Quéant
On peut lire, dans un article intitulé La France des trésors
et des souterrains:
"Les muches de Quéant sont relativement plus. étendues que
celles d'Hermies. On y accède par un escalier à la sortie du village,
l'entrée ayant été aménagée en 1940. On y
trouve plus de cent salles taillées dans le calcaire, une place publique,
des magasins, des abreuvoirs. Les monnaies démontrent une occupation
entre 1558 et 1614. Des objets de la vie de tous les jours peuvent y être
trouvés, et, peut-être comme à Naours, un trésor."
Ces dates correspondent exactement à l'époque de la reconstruction
de l'église de Bapaume. On sait que les pierres de Quéant comme
celles de Pronville, ont été fort appréciées. Ainsi,
voyons-nous, en 1556, quatorze tailleurs de pierres, dix-huit maçons,
trois paveurs et vingt-trois manœuvres s'empresser tout l'été,
de nombreux voituriers amener les voitures de pierres de Pronville ou Quéant.
Que dire du plan de cet ouvrage, levé après la dernière
guerre semble-t-il? Il ne correspond à aucune réalité.
Il laisse supposer un souterrain-refuge, taillé dans la roche avec une
régularité parfaite. A moins que les parois originelles aient
été revêtues d'une maçonnerie, comme cela existe
en divers autres endroits? A moins encore qu'il s'agisse d'un second ouvrage,
qui n'éveille cependant aucun souvenir . Certains détails ne militent
d'ailleurs pas pour cette hypothèse.
Ce plan ne reflète aucunement ce qui m'a été permis de visiter grâce au concours de l'ancien propriétaire des lieux, et à l'autorisation de l'actuel. Je les en remercie encore.
Deux accès existent dans la grand-rue. Le premier est bouché au bout d'une vingtaine de mètres en raison de l'effondrement de la voûte.
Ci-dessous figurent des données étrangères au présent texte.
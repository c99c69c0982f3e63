//! Plugin capability traits and the router that drives tagger, editor, and
//! decompiler passes over a module's working AST to a fixed point.

mod context;
mod plugin;
mod registry;
mod router;

pub use bundle_ast::{NodeKind, NodeMut, NodePath};
pub use context::ModuleCtx;
pub use decompiler_errors::PassKind;
pub use plugin::{DecompilerPlugin, EditorPlugin, PluginImpl, TaggerPlugin};
pub use registry::{PluginRegistry, PluginRegistryBuilder};
pub use router::{PassOutcome, Router, MAX_FIXPOINT_ITERATIONS};

#[cfg(test)]
mod tests {
    use super::*;
    use bundle_ast::{NodeMut, NodePath};
    use module_graph::ModuleGraph;
    use pretty_assertions::assert_eq;

    fn build_graph(src: &str) -> ModuleGraph {
        let (cm, _comments, mut module) = bundle_ast::parse_program("bundle.js", src).unwrap();
        ModuleGraph::from_bundle(&mut module, &cm).unwrap().0
    }

    struct TagCallsAsSeen;
    impl PluginImpl for TagCallsAsSeen {
        fn name(&self) -> &'static str {
            "tag_calls_as_seen"
        }
        fn node_kinds(&self) -> &'static [NodeKind] {
            &[NodeKind::CallExpr]
        }
        fn on_node(
            &self,
            _graph: &ModuleGraph,
            ctx: &mut ModuleCtx<'_>,
            _node: NodeMut<'_>,
            _path: &mut NodePath<'_>,
        ) -> bool {
            if ctx.has_tag("seen-call") {
                false
            } else {
                ctx.tag("seen-call");
                true
            }
        }
    }
    impl TaggerPlugin for TagCallsAsSeen {}

    #[test]
    fn router_runs_tagger_to_fixpoint_and_reports_no_further_mutation() {
        let mut graph = build_graph(
            "__d(function(g,r,id,ia,m,e,d){ foo(); bar(); }, 0);",
        );
        let registry = PluginRegistry::builder().tagger(TagCallsAsSeen).build();
        let router = Router::new(&registry);

        let mut module = graph.take(0).unwrap();
        let outcome = router
            .run_pass(&graph, &mut module, PassKind::Tagger)
            .unwrap();
        assert!(outcome.mutated);
        assert!(module.has_tag("seen-call"));
        // Second run over the already-tagged module makes no further
        // changes, so the pass settles in a single iteration.
        assert_eq!(outcome.iterations, 1);
    }

    struct NeverSettles;
    impl PluginImpl for NeverSettles {
        fn name(&self) -> &'static str {
            "never_settles"
        }
        fn node_kinds(&self) -> &'static [NodeKind] {
            &[NodeKind::CallExpr]
        }
        fn on_node(
            &self,
            _graph: &ModuleGraph,
            _ctx: &mut ModuleCtx<'_>,
            _node: NodeMut<'_>,
            _path: &mut NodePath<'_>,
        ) -> bool {
            true
        }
    }
    impl TaggerPlugin for NeverSettles {}

    #[test]
    fn router_surfaces_fixpoint_exceeded() {
        let mut graph = build_graph("__d(function(g,r,id,ia,m,e,d){ foo(); }, 0);");
        let registry = PluginRegistry::builder().tagger(NeverSettles).build();
        let router = Router::new(&registry);

        let mut module = graph.take(0).unwrap();
        let err = router
            .run_pass(&graph, &mut module, PassKind::Tagger)
            .unwrap_err();
        assert!(matches!(
            err,
            decompiler_errors::DecompileError::FixpointExceeded { .. }
        ));
    }

    #[test]
    fn priority_ties_run_in_registration_order() {
        struct Recorder(&'static str, std::sync::Arc<std::sync::Mutex<Vec<&'static str>>>);
        impl PluginImpl for Recorder {
            fn name(&self) -> &'static str {
                self.0
            }
            fn node_kinds(&self) -> &'static [NodeKind] {
                &[NodeKind::CallExpr]
            }
            fn on_node(
                &self,
                _graph: &ModuleGraph,
                _ctx: &mut ModuleCtx<'_>,
                _node: NodeMut<'_>,
                _path: &mut NodePath<'_>,
            ) -> bool {
                self.1.lock().unwrap().push(self.0);
                false
            }
        }
        impl TaggerPlugin for Recorder {}

        let order = std::sync::Arc::new(std::sync::Mutex::new(Vec::new()));
        let registry = PluginRegistry::builder()
            .tagger(Recorder("first", order.clone()))
            .tagger(Recorder("second", order.clone()))
            .build();
        let router = Router::new(&registry);
        let mut graph = build_graph("__d(function(g,r,id,ia,m,e,d){ foo(); }, 0);");
        let mut module = graph.take(0).unwrap();
        router
            .run_pass(&graph, &mut module, PassKind::Tagger)
            .unwrap();

        assert_eq!(*order.lock().unwrap(), vec!["first", "second"]);
    }
}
Le second est obturé par un mur, pour des raisons évidentes de sécurité. Nous avons dû démolir partiellement ce mur pour pouvoir pénétrer dans une galerie en plan incliné, revêtue tout d'abord d'une coque en béton et taillée dans la roche ensuite. Au pied de la rampe, un escalier maçonné en briques est encore praticable.
La première impression est que l'on se trouve, non pas dans un souterrain-refuge, mais dans une carrière souterraine. Les piliers sont irrégu-lièrement taillés, les remblais obstruent de nombreuses galeries. Du terreau, au sol, atteste que l'on s'est essayé à quelque culture, et, en effet, l'ancien proprié-taire, monsieur Reversé, me confirma ses tentatives pour cultiver des champi-gnons. Il s'est vu contraint d'abandonner, en raison de l'humidité excessive. Il est vrai que, sur les parois des galeries, on distingue nettement la trace laissée par l'eau lors de la remontée de la nappe phréatique, à 1,50 mètre au-dessus du niveau du sol des galeries. (En février 1988, celles-ci étaient d'ailleurs noyées.)
En m'enfonçant dans l'ouvrage, je conclus rapidement en la nécessité de suivre un fil conducteur. Car il y a là un véritable labyrinthe, vaste et peu structuré, dans lequel je craignais de me perdre. Heureusement, j'aperçus un câble électrique, vestige d'une ancienne installation, datant vraisemblablement de 1944, alors que l'ouvrage servait d'abri.
En suivant ce câble, je découvris un aménagement qui, sans aucun doute, a permis, en des temps reculés, d'utiliser les galeries comme refuge, pour les animaux au moins, pour la population peut-être. Plusieurs auges et mangeoires sont taillées à même le massif et dans les piliers. Des chambres ont été délimi-tées en élevant des murs de moellons et des remblais. Ces cellules sont plus ou moins vastes, de 10 à 100 mètres carrés de superficie. On se croirait, à s'y méprendre, à Rumilly-en-Cambrésis. Et pourtant, à Quéant, point de décharge de détritus. Cela pourrait signifier que l'ouvrage n'a que peu servi d'abri. A moins que l'on n'y cherchât refuge que pour des durées limitées, à l'inverse de Rumilly où les séjours ont manifestement été prolongés.
On remarquera encore le bon état de conservation de l'ouvrage.